Task objective:
Search each line below for "info", then return the lines where it appears.

Stored data entries:
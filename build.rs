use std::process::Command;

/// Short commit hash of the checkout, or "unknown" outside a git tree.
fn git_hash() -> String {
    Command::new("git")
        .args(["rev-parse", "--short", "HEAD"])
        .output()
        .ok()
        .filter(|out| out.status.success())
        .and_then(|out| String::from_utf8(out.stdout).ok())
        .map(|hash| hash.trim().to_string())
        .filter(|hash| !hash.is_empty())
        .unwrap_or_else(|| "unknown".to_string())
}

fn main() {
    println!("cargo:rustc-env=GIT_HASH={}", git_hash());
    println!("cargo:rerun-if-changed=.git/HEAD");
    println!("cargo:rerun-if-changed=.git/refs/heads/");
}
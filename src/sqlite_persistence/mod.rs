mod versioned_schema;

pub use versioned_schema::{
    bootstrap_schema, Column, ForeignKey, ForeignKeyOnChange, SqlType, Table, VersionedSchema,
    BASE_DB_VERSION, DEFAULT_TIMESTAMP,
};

* * *

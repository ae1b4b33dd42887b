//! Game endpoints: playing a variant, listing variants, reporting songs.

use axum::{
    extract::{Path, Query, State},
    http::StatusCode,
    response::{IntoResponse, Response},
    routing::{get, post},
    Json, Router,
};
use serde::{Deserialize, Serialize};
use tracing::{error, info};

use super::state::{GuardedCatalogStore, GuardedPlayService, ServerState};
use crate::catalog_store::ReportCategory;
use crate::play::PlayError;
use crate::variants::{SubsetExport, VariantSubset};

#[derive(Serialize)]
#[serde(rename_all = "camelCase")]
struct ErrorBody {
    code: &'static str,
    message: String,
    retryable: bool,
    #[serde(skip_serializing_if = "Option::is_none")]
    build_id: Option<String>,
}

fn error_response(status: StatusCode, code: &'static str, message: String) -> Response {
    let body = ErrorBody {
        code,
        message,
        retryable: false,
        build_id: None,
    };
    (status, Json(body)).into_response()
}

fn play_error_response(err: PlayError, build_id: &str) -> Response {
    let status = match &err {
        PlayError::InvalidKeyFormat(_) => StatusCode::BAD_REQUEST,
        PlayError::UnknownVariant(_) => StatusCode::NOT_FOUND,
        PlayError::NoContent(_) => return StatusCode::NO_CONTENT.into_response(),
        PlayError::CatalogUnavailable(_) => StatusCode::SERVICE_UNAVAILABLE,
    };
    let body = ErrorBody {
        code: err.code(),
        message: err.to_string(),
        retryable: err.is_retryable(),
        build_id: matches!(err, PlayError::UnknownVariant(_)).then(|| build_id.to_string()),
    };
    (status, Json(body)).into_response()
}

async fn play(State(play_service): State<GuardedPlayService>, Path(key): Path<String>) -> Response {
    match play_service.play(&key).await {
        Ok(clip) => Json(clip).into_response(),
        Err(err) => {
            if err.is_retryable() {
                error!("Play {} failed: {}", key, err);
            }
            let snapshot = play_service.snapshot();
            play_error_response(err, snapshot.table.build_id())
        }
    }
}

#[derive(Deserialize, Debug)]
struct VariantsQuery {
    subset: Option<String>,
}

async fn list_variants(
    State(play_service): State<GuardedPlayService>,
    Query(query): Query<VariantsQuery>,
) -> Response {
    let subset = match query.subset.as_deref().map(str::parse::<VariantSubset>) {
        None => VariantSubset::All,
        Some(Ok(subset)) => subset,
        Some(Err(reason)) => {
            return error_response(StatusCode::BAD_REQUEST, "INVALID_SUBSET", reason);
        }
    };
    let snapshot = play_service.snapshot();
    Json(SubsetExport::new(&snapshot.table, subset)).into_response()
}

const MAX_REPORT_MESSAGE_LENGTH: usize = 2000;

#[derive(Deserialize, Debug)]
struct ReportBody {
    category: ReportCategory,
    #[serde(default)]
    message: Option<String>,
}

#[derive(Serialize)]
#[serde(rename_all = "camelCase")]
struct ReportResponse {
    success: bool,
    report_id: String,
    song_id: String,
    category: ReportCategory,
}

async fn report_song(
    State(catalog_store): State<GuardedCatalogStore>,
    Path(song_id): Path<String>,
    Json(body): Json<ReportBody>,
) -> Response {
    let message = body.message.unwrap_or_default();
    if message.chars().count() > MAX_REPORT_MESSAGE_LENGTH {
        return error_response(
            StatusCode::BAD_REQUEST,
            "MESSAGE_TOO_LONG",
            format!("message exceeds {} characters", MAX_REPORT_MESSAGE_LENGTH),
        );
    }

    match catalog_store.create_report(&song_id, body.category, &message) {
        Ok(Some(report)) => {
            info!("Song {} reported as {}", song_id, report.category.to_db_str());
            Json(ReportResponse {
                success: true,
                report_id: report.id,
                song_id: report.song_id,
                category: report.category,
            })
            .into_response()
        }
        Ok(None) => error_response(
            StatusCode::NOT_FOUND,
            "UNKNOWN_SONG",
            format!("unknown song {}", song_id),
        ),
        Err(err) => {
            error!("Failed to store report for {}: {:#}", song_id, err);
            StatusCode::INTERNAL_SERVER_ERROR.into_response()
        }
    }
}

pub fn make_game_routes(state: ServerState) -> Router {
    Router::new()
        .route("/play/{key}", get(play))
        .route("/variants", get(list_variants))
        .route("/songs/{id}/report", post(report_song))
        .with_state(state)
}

Expected answer:
use tracing::{error, info};
            info!("Song {} reported as {}", song_id, report.category.to_db_str());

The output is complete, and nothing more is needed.